··· SUPPLIED RECORDS ···
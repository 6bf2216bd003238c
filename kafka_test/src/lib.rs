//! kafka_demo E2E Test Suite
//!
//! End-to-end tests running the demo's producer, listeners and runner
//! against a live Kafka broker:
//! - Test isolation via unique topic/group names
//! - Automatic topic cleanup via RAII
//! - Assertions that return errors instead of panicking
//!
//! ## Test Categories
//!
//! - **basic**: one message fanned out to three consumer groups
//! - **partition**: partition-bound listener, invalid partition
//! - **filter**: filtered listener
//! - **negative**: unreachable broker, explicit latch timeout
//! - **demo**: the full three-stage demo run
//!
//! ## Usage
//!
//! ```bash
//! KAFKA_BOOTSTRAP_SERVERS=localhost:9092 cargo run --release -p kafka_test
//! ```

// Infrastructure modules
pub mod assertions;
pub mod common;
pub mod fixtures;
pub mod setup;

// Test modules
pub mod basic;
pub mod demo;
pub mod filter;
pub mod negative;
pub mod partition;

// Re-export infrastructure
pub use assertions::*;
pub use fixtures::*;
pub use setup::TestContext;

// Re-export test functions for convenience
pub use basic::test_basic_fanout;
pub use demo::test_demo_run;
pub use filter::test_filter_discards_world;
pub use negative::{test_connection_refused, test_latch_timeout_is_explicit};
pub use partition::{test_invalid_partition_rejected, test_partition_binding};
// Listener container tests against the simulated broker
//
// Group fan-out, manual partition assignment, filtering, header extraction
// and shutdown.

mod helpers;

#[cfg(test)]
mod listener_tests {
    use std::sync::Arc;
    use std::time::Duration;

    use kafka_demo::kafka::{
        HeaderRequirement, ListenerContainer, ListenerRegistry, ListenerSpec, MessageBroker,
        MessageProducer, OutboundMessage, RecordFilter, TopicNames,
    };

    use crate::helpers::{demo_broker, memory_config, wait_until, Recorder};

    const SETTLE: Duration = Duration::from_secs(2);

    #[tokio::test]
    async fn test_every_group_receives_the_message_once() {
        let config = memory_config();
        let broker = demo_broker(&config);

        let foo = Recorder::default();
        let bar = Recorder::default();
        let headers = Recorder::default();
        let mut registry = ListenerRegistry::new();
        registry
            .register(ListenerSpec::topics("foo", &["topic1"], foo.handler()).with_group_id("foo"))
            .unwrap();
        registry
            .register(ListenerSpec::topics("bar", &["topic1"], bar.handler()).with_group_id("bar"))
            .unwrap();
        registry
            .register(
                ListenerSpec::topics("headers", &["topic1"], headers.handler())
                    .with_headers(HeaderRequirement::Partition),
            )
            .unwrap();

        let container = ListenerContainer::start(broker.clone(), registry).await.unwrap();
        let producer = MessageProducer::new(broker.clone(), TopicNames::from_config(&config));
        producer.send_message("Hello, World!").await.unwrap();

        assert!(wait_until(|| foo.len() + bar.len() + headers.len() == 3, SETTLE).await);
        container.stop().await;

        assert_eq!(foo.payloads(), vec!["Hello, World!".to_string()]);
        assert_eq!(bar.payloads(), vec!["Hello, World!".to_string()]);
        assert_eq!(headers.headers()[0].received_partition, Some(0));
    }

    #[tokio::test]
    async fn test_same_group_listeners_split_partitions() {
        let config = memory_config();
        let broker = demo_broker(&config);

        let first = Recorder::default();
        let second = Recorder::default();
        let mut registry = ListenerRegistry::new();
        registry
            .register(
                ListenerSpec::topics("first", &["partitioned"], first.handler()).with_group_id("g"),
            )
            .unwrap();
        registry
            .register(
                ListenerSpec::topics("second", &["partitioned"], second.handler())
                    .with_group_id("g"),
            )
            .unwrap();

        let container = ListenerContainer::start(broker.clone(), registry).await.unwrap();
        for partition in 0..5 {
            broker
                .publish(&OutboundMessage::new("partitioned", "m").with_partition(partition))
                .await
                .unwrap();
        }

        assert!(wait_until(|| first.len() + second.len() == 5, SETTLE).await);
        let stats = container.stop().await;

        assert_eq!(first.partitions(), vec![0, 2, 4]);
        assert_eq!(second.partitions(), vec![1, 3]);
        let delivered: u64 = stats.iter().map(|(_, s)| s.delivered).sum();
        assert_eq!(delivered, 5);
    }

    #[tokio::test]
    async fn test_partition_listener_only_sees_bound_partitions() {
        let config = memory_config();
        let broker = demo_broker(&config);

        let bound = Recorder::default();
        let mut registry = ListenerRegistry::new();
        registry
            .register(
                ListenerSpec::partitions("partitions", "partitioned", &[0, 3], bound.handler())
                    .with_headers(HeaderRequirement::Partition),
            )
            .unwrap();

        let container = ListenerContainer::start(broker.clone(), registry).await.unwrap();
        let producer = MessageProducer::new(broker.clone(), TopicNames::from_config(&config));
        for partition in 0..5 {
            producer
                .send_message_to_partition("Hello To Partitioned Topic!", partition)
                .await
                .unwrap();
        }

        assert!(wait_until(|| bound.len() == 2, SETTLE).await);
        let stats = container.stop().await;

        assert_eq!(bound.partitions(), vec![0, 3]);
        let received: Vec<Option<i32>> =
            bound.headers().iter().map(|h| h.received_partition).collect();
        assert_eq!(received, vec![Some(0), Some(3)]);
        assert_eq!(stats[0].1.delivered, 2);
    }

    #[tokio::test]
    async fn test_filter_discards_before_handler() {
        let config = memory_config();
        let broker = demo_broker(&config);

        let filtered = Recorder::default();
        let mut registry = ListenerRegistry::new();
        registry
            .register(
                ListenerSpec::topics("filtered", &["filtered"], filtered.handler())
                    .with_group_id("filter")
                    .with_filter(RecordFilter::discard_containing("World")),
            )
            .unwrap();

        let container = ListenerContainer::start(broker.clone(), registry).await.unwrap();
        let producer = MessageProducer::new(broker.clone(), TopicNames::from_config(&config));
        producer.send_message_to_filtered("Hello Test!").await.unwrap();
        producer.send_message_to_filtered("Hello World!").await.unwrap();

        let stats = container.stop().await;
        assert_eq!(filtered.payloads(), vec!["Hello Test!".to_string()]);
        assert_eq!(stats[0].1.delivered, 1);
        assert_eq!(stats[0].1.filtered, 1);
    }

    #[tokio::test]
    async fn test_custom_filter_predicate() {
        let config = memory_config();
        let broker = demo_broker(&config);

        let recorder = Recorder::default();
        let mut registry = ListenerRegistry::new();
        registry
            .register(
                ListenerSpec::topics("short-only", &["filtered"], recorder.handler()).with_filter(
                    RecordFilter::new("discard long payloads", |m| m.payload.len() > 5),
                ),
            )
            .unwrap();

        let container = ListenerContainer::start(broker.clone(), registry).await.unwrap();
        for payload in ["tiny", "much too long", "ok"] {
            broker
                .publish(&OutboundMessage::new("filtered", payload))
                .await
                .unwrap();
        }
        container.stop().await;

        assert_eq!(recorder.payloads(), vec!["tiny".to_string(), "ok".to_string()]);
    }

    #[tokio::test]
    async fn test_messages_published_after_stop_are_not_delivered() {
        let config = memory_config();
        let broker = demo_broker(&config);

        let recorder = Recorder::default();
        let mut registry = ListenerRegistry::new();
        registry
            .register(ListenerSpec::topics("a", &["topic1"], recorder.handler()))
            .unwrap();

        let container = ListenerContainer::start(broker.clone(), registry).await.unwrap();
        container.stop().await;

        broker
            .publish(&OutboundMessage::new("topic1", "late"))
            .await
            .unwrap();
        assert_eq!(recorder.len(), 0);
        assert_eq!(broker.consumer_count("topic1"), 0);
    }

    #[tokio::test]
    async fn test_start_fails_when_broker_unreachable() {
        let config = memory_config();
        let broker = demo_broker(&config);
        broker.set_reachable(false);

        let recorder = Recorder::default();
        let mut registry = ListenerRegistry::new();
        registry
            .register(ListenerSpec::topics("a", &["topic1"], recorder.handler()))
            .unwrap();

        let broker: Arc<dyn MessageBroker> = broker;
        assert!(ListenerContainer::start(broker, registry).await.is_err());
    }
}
···
How many of the lines above contain the word "setup"? Give the number alone.

_OUTPUT BELOW_
2